ABOUT THIS EXERCISE: Every record below is to be restated word for word.

INPUT:
========

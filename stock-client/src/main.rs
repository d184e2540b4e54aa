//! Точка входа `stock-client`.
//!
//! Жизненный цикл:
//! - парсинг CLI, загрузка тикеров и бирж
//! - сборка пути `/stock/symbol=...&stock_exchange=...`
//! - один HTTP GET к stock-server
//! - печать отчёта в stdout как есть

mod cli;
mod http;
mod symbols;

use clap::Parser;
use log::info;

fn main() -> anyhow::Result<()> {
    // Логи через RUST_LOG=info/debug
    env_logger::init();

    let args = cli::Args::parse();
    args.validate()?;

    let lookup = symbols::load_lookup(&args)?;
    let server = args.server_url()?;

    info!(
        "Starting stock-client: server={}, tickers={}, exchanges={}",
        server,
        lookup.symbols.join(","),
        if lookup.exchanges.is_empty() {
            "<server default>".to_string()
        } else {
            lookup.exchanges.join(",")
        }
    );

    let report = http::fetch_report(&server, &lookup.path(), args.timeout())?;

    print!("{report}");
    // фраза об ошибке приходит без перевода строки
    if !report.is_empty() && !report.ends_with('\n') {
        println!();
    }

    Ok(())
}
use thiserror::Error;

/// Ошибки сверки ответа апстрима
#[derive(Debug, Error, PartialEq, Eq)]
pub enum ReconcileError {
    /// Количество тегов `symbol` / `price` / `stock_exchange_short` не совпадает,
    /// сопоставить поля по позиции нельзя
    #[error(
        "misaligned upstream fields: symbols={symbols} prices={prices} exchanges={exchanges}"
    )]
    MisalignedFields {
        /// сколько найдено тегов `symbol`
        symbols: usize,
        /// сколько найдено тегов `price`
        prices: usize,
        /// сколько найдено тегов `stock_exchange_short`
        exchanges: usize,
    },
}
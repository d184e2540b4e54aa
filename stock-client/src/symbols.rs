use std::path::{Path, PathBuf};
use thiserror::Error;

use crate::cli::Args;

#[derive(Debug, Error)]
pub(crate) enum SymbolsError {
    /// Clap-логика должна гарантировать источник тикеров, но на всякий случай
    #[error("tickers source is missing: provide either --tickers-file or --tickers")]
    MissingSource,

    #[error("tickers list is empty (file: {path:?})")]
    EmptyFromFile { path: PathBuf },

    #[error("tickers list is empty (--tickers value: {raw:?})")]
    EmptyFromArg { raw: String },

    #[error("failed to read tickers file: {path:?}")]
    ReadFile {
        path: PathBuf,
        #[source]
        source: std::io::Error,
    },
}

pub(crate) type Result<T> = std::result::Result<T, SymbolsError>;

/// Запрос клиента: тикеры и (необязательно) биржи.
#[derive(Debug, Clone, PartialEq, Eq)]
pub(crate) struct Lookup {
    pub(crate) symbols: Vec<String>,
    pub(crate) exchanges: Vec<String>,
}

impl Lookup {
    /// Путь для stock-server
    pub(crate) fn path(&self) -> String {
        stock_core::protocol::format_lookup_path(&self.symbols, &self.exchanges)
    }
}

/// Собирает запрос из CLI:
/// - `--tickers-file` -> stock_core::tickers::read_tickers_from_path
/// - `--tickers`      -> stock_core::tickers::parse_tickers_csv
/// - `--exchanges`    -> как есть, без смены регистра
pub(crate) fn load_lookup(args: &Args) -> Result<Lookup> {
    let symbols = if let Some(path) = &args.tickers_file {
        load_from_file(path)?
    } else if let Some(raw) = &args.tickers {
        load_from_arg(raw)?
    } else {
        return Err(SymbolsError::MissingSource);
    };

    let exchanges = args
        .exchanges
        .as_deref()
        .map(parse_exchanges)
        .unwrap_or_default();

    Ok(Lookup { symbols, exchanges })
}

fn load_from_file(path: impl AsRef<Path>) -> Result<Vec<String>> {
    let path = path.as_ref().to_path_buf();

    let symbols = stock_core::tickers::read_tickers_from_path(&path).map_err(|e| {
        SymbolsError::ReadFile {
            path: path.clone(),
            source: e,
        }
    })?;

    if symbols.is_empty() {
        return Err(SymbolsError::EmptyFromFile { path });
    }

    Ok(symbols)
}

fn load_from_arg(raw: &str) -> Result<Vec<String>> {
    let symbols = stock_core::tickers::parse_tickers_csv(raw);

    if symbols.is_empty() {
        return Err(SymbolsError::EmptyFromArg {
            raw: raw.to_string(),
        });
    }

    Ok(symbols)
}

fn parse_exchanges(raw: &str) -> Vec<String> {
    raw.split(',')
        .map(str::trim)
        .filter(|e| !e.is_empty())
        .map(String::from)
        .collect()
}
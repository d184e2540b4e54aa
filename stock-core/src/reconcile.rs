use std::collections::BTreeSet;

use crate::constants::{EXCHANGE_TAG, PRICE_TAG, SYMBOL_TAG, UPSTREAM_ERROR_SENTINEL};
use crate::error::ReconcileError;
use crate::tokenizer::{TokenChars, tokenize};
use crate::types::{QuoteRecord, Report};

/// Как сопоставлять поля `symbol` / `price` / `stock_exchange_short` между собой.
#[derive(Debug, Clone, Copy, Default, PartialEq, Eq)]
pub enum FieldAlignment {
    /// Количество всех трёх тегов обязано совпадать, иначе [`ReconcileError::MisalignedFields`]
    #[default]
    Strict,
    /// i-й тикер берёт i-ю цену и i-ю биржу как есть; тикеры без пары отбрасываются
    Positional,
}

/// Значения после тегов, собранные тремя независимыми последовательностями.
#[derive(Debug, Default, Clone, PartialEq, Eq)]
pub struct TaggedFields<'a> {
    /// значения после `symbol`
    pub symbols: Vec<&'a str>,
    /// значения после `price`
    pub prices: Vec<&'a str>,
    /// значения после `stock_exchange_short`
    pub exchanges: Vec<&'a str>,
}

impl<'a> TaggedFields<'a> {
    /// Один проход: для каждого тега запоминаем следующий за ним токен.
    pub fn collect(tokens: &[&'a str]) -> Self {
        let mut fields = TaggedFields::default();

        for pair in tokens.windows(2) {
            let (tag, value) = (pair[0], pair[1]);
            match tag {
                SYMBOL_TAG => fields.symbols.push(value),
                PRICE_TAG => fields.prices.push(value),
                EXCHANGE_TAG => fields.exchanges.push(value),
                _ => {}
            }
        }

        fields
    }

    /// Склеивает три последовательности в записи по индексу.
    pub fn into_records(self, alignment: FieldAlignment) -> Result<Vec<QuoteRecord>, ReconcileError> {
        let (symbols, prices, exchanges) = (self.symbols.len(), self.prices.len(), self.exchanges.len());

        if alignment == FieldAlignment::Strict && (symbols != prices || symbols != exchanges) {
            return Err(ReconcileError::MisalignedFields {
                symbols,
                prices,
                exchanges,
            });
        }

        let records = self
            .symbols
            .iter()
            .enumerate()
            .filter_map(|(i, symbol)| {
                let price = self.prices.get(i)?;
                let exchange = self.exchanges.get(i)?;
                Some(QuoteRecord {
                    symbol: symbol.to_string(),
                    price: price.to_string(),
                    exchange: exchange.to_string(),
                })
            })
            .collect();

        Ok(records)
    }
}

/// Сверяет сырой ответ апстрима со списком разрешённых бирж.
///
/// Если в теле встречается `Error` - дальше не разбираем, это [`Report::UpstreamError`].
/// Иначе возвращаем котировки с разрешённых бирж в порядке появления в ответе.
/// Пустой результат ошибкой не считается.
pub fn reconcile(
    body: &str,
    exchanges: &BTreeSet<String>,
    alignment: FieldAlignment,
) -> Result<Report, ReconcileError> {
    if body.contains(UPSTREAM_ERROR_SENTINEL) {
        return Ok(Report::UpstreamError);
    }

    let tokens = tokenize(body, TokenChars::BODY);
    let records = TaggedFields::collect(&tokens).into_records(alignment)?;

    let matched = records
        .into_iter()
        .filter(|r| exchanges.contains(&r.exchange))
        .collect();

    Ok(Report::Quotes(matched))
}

========

TASK RESPONSE:
filename stock-client/src/main.rs
repository d184e2540b4e54aa
//! Точка входа `stock-client`.
//!
//! Жизненный цикл:
//! - парсинг CLI, загрузка тикеров и бирж
//! - сборка пути `/stock/symbol=...&stock_exchange=...`
//! - один HTTP GET к stock-server
//! - печать отчёта в stdout как есть

mod cli;
mod http;
mod symbols;

use clap::Parser;
use log::info;

fn main() -> anyhow::Result<()> {
    // Логи через RUST_LOG=info/debug
    env_logger::init();

    let args = cli::Args::parse();
    args.validate()?;

    let lookup = symbols::load_lookup(&args)?;
    let server = args.server_url()?;

    info!(
        "Starting stock-client: server={}, tickers={}, exchanges={}",
        server,
        lookup.symbols.join(","),
        if lookup.exchanges.is_empty() {
            "<server default>".to_string()
        } else {
            lookup.exchanges.join(",")
        }
    );

    let report = http::fetch_report(&server, &lookup.path(), args.timeout())?;

    print!("{report}");
    // фраза об ошибке приходит без перевода строки
    if !report.is_empty() && !report.ends_with('\n') {
        println!();
    }

    Ok(())
}
use thiserror::Error;

/// Ошибки сверки ответа апстрима
#[derive(Debug, Error, PartialEq, Eq)]
pub enum ReconcileError {
    /// Количество тегов `symbol` / `price` / `stock_exchange_short` не совпадает,
    /// сопоставить поля по позиции нельзя
    #[error(
        "misaligned upstream fields: symbols={symbols} prices={prices} exchanges={exchanges}"
    )]
    MisalignedFields {
        /// сколько найдено тегов `symbol`
        symbols: usize,
        /// сколько найдено тегов `price`
        prices: usize,
        /// сколько найдено тегов `stock_exchange_short`
        exchanges: usize,
    },
}
repository d184e2540b4e54aa
filename stock-client/src/symbols.rs
use std::path::{Path, PathBuf};
use thiserror::Error;

use crate::cli::Args;

#[derive(Debug, Error)]
pub(crate) enum SymbolsError {
    /// Clap-логика должна гарантировать источник тикеров, но на всякий случай
    #[error("tickers source is missing: provide either --tickers-file or --tickers")]
    MissingSource,

    #[error("tickers list is empty (file: {path:?})")]
    EmptyFromFile { path: PathBuf },

    #[error("tickers list is empty (--tickers value: {raw:?})")]
    EmptyFromArg { raw: String },

    #[error("failed to read tickers file: {path:?}")]
    ReadFile {
        path: PathBuf,
        #[source]
        source: std::io::Error,
    },
}

pub(crate) type Result<T> = std::result::Result<T, SymbolsError>;

/// Запрос клиента: тикеры и (необязательно) биржи.
#[derive(Debug, Clone, PartialEq, Eq)]
pub(crate) struct Lookup {
    pub(crate) symbols: Vec<String>,
    pub(crate) exchanges: Vec<String>,
}

impl Lookup {
    /// Путь для stock-server
    pub(crate) fn path(&self) -> String {
        stock_core::protocol::format_lookup_path(&self.symbols, &self.exchanges)
    }
}

/// Собирает запрос из CLI:
/// - `--tickers-file` -> stock_core::tickers::read_tickers_from_path
/// - `--tickers`      -> stock_core::tickers::parse_tickers_csv
/// - `--exchanges`    -> как есть, без смены регистра
pub(crate) fn load_lookup(args: &Args) -> Result<Lookup> {
    let symbols = if let Some(path) = &args.tickers_file {
        load_from_file(path)?
    } else if let Some(raw) = &args.tickers {
        load_from_arg(raw)?
    } else {
        return Err(SymbolsError::MissingSource);
    };

    let exchanges = args
        .exchanges
        .as_deref()
        .map(parse_exchanges)
        .unwrap_or_default();

    Ok(Lookup { symbols, exchanges })
}

fn load_from_file(path: impl AsRef<Path>) -> Result<Vec<String>> {
    let path = path.as_ref().to_path_buf();

    let symbols = stock_core::tickers::read_tickers_from_path(&path).map_err(|e| {
        SymbolsError::ReadFile {
            path: path.clone(),
            source: e,
        }
    })?;

    if symbols.is_empty() {
        return Err(SymbolsError::EmptyFromFile { path });
    }

    Ok(symbols)
}

fn load_from_arg(raw: &str) -> Result<Vec<String>> {
    let symbols = stock_core::tickers::parse_tickers_csv(raw);

    if symbols.is_empty() {
        return Err(SymbolsError::EmptyFromArg {
            raw: raw.to_string(),
        });
    }

    Ok(symbols)
}

fn parse_exchanges(raw: &str) -> Vec<String> {
    raw.split(',')
        .map(str::trim)
        .filter(|e| !e.is_empty())
        .map(String::from)
        .collect()
}
repository d184e2540b4e54aa
filename stock-core/src/reconcile.rs
use std::collections::BTreeSet;

use crate::constants::{EXCHANGE_TAG, PRICE_TAG, SYMBOL_TAG, UPSTREAM_ERROR_SENTINEL};
use crate::error::ReconcileError;
use crate::tokenizer::{TokenChars, tokenize};
use crate::types::{QuoteRecord, Report};

/// Как сопоставлять поля `symbol` / `price` / `stock_exchange_short` между собой.
#[derive(Debug, Clone, Copy, Default, PartialEq, Eq)]
pub enum FieldAlignment {
    /// Количество всех трёх тегов обязано совпадать, иначе [`ReconcileError::MisalignedFields`]
    #[default]
    Strict,
    /// i-й тикер берёт i-ю цену и i-ю биржу как есть; тикеры без пары отбрасываются
    Positional,
}

/// Значения после тегов, собранные тремя независимыми последовательностями.
#[derive(Debug, Default, Clone, PartialEq, Eq)]
pub struct TaggedFields<'a> {
    /// значения после `symbol`
    pub symbols: Vec<&'a str>,
    /// значения после `price`
    pub prices: Vec<&'a str>,
    /// значения после `stock_exchange_short`
    pub exchanges: Vec<&'a str>,
}

impl<'a> TaggedFields<'a> {
    /// Один проход: для каждого тега запоминаем следующий за ним токен.
    pub fn collect(tokens: &[&'a str]) -> Self {
        let mut fields = TaggedFields::default();

        for pair in tokens.windows(2) {
            let (tag, value) = (pair[0], pair[1]);
            match tag {
                SYMBOL_TAG => fields.symbols.push(value),
                PRICE_TAG => fields.prices.push(value),
                EXCHANGE_TAG => fields.exchanges.push(value),
                _ => {}
            }
        }

        fields
    }

    /// Склеивает три последовательности в записи по индексу.
    pub fn into_records(self, alignment: FieldAlignment) -> Result<Vec<QuoteRecord>, ReconcileError> {
        let (symbols, prices, exchanges) = (self.symbols.len(), self.prices.len(), self.exchanges.len());

        if alignment == FieldAlignment::Strict && (symbols != prices || symbols != exchanges) {
            return Err(ReconcileError::MisalignedFields {
                symbols,
                prices,
                exchanges,
            });
        }

        let records = self
            .symbols
            .iter()
            .enumerate()
            .filter_map(|(i, symbol)| {
                let price = self.prices.get(i)?;
                let exchange = self.exchanges.get(i)?;
                Some(QuoteRecord {
                    symbol: symbol.to_string(),
                    price: price.to_string(),
                    exchange: exchange.to_string(),
                })
            })
            .collect();

        Ok(records)
    }
}

/// Сверяет сырой ответ апстрима со списком разрешённых бирж.
///
/// Если в теле встречается `Error` - дальше не разбираем, это [`Report::UpstreamError`].
/// Иначе возвращаем котировки с разрешённых бирж в порядке появления в ответе.
/// Пустой результат ошибкой не считается.
pub fn reconcile(
    body: &str,
    exchanges: &BTreeSet<String>,
    alignment: FieldAlignment,
) -> Result<Report, ReconcileError> {
    if body.contains(UPSTREAM_ERROR_SENTINEL) {
        return Ok(Report::UpstreamError);
    }

    let tokens = tokenize(body, TokenChars::BODY);
    let records = TaggedFields::collect(&tokens).into_records(alignment)?;

    let matched = records
        .into_iter()
        .filter(|r| exchanges.contains(&r.exchange))
        .collect();

    Ok(Report::Quotes(matched))
}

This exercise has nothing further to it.